A movement to repeal Labor Code


The Labor Code of the Philippines, written by a great man, perhaps the greatest Labor secretary, Blas F. Ople, and promulgated by the Martial Law dictator, Ferdinand Marcos, has outlived its usefulness. It served its purposes well for 46 years. Times are different now. Today, a group of mission-oriented Filipinos is launching a national movement to abrogate and change this anachronism.

This writer has been commissioned by one congressman from northern Luzon to draft a new Human Capital Code of the Philippines, one that is relevant to the emerging realities of a globalized world, responsive to the demands and challenges of contemporary social, economic, and political dynamics among labor, capital and governments. The new code must also be faithful to the unique character and soul of Filipinos, more Asian in approaches to labor problems and less adversarial, less confrontational and more consensus-building and consultative.

First of all, we should drop the term “labor” from the title because they are no longer laborers or workers (terms which are more associated with manual labor). Instead, we should adopt the new term “human capital”. The term “laborer” has already evolved to “employees”, then to “personnel”, then to “human resources”. But resources can be used, abused, exploited and even wasted and disposed of. Thus, the more humane and apt term is “human capital,” which is more important than financial capital. Our 1987 Constitution provides very clearly that “the State affirms labor as a primary social and economic force. It shall protect the rights of workers and promote their welfare.” (Section 18, Article II)

We need to start the Labor Code with fundamental principles and basic policies, like social justice, which is fair to all, full protection to labor without oppression nor destruction of capital, police power of the state exercised with due regard to both workers' rights and management prerogatives.
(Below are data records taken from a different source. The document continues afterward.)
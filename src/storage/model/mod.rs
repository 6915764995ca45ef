//! Row structures for the result file.
//!
//! A [`MeasurementRecord`] always carries every field; absent telemetry is
//! stored as `0`. The on-disk layout is selected by [`OutputSchema`].

use std::str::FromStr;

use chrono::{DateTime, SecondsFormat, Utc};
use serde::Serialize;

use crate::collector::perf::PartialMetrics;
use crate::config::Strategy;

/// Normalized result of one measured command.
#[derive(Debug, Clone, PartialEq)]
pub struct MeasurementRecord {
    /// When the measurement started.
    pub timestamp: DateTime<Utc>,
    /// The exact command line that was measured.
    pub command: String,
    pub energy_joules: f64,
    pub user_time_seconds: f64,
    pub system_time_seconds: f64,
    pub duration_seconds: f64,
}

impl MeasurementRecord {
    /// Builds a record, defaulting every absent field to zero.
    pub fn from_partial(
        timestamp: DateTime<Utc>,
        command: impl Into<String>,
        metrics: &PartialMetrics,
    ) -> Self {
        Self {
            timestamp,
            command: command.into(),
            energy_joules: non_negative(metrics.energy_joules),
            user_time_seconds: non_negative(metrics.user_time_seconds),
            system_time_seconds: non_negative(metrics.system_time_seconds),
            duration_seconds: non_negative(metrics.duration_seconds),
        }
    }

    /// Average power over the run in watts, 0 when the duration is unknown.
    pub fn average_watts(&self) -> f64 {
        if self.duration_seconds > 0.0 {
            self.energy_joules / self.duration_seconds
        } else {
            0.0
        }
    }
}

fn non_negative(value: Option<f64>) -> f64 {
    value.filter(|v| v.is_finite() && *v >= 0.0).unwrap_or(0.0)
}

/// Column layout of the result file.
#[derive(Debug, Clone, Copy, PartialEq, Eq)]
pub enum OutputSchema {
    /// `timestamp,command,energy_joules,user_time,system_time,duration_time`
    Full,
    /// `command,energy_joules,duration_seconds`
    Simple,
}

impl OutputSchema {
    /// Schema the strategy produces by default.
    pub fn for_strategy(strategy: Strategy) -> Self {
        match strategy {
            Strategy::DirectRead => OutputSchema::Simple,
            Strategy::WrappedTool => OutputSchema::Full,
        }
    }

    /// Header row written once at the top of the file.
    pub fn header(&self) -> &'static [&'static str] {
        match self {
            OutputSchema::Full => &[
                "timestamp",
                "command",
                "energy_joules",
                "user_time",
                "system_time",
                "duration_time",
            ],
            OutputSchema::Simple => &["command", "energy_joules", "duration_seconds"],
        }
    }
}

impl FromStr for OutputSchema {
    type Err = String;

    fn from_str(s: &str) -> Result<Self, Self::Err> {
        match s.to_ascii_lowercase().as_str() {
            "full" => Ok(OutputSchema::Full),
            "simple" => Ok(OutputSchema::Simple),
            other => Err(format!(
                "unknown schema '{}' (expected 'full' or 'simple')",
                other
            )),
        }
    }
}

/// Serialized row for [`OutputSchema::Full`].
#[derive(Debug, Serialize)]
pub(crate) struct FullRow<'a> {
    pub timestamp: String,
    pub command: &'a str,
    pub energy_joules: f64,
    pub user_time: f64,
    pub system_time: f64,
    pub duration_time: f64,
}

/// Serialized row for [`OutputSchema::Simple`].
#[derive(Debug, Serialize)]
pub(crate) struct SimpleRow<'a> {
    pub command: &'a str,
    pub energy_joules: f64,
    pub duration_seconds: f64,
}

impl<'a> From<&'a MeasurementRecord> for FullRow<'a> {
    fn from(record: &'a MeasurementRecord) -> Self {
        Self {
            timestamp: record.timestamp.to_rfc3339_opts(SecondsFormat::Secs, true),
            command: &record.command,
            energy_joules: record.energy_joules,
            user_time: record.user_time_seconds,
            system_time: record.system_time_seconds,
            duration_time: record.duration_seconds,
        }
    }
}

impl<'a> From<&'a MeasurementRecord> for SimpleRow<'a> {
    fn from(record: &'a MeasurementRecord) -> Self {
        Self {
            command: &record.command,
            energy_joules: record.energy_joules,
            duration_seconds: record.duration_seconds,
        }
    }
}

#[cfg(test)]
mod tests {
    use super::*;
    use chrono::TimeZone;

    fn ts() -> DateTime<Utc> {
        Utc.with_ymd_and_hms(2026, 10, 16, 12, 0, 0).unwrap()
    }

    #[test]
    fn test_from_partial_defaults_absent_fields() {
        let metrics = PartialMetrics {
            energy_joules: Some(12.5),
            duration_seconds: Some(3.0),
            ..PartialMetrics::default()
        };
        let record = MeasurementRecord::from_partial(ts(), "make", &metrics);

        assert_eq!(record.command, "make");
        assert_eq!(record.energy_joules, 12.5);
        assert_eq!(record.user_time_seconds, 0.0);
        assert_eq!(record.system_time_seconds, 0.0);
        assert_eq!(record.duration_seconds, 3.0);
    }

    #[test]
    fn test_from_partial_rejects_invalid_values() {
        let metrics = PartialMetrics {
            energy_joules: Some(-1.0),
            user_time_seconds: Some(f64::NAN),
            ..PartialMetrics::default()
        };
        let record = MeasurementRecord::from_partial(ts(), "x", &metrics);

        assert_eq!(record.energy_joules, 0.0);
        assert_eq!(record.user_time_seconds, 0.0);
    }

    #[test]
    fn test_average_watts() {
        let metrics = PartialMetrics {
            energy_joules: Some(50.0),
            duration_seconds: Some(2.0),
            ..PartialMetrics::default()
        };
        assert_eq!(MeasurementRecord::from_partial(ts(), "x", &metrics).average_watts(), 25.0);
        assert_eq!(
            MeasurementRecord::from_partial(ts(), "x", &PartialMetrics::default()).average_watts(),
            0.0
        );
    }

    #[test]
    fn test_full_row_timestamp_format() {
        let record = MeasurementRecord::from_partial(ts(), "x", &PartialMetrics::default());
        let row = FullRow::from(&record);
        assert_eq!(row.timestamp, "2026-10-16T12:00:00Z");
    }

    #[test]
    fn test_schema_headers() {
        assert_eq!(OutputSchema::Full.header().len(), 6);
        assert_eq!(
            OutputSchema::Simple.header(),
            &["command", "energy_joules", "duration_seconds"]
        );
        assert_eq!("SIMPLE".parse::<OutputSchema>(), Ok(OutputSchema::Simple));
        assert!("wide".parse::<OutputSchema>().is_err());
    }
}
Then, we should have a clear definition of terms and clarify what exactly are the meanings of regular, causal, project, fixed-term, seasonal, probationary and contractual status. Then, we should put clarity to wage-fixing, re-examine the rationale for regionalization of wages and install systems for productivity-based compensation and benefits. We should also streamline the tax systems on wages and benefits.

Then, we should look into the possibility of integrating the SSS and the GSIS and leverage from the economy and synergy of combining assets and removing too many vice presidents doing trivial and ant-labor tasks. We shall restructure workers and employers' representation in the boards of SSS, PhilHealth, Pag-ibig, POEA, OWWA, Employee Compensation Commission and other institutions. We should also strengthen the NCMB and give preference to voluntary arbitrators, consider abolishing the NLRC commission and making decisions of the Labor Arbiters directly appealable to the Court of Appeals to hasten labor justice. We need to fix the law on unionism, collective bargaining, unfair labor practices and strikes.

We are also clarifying the grounds for termination of employment and the correct procedures for due-process. The Labor Code is no longer attuned to the temper of the times. It is time to let it go and a new code be enacted to cover the substantive and procedural law, from hiring to retiring. It is my great honor and distinct opportunity to be entrusted with this draconian task of drafting the Human Capital Code to govern labor and employment in the next 50 years or so.